*GIVEN RECORDS*:
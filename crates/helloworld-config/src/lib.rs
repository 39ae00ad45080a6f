pub mod loader;
pub mod model;

pub use loader::ConfigLoader;
pub use model::{AppConfig, DEFAULT_APP_NAME, DatabaseConfig, GatewayConfig};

*PROBLEM TO SOLVE*: Give all the entries again exactly; leave none out.

*RESULT FOR THIS TASK*:
filename crates/helloworld-config/src/lib.rs
repository 39ae00ad45080a6f
pub mod loader;
pub mod model;

pub use loader::ConfigLoader;
pub use model::{AppConfig, DEFAULT_APP_NAME, DatabaseConfig, GatewayConfig};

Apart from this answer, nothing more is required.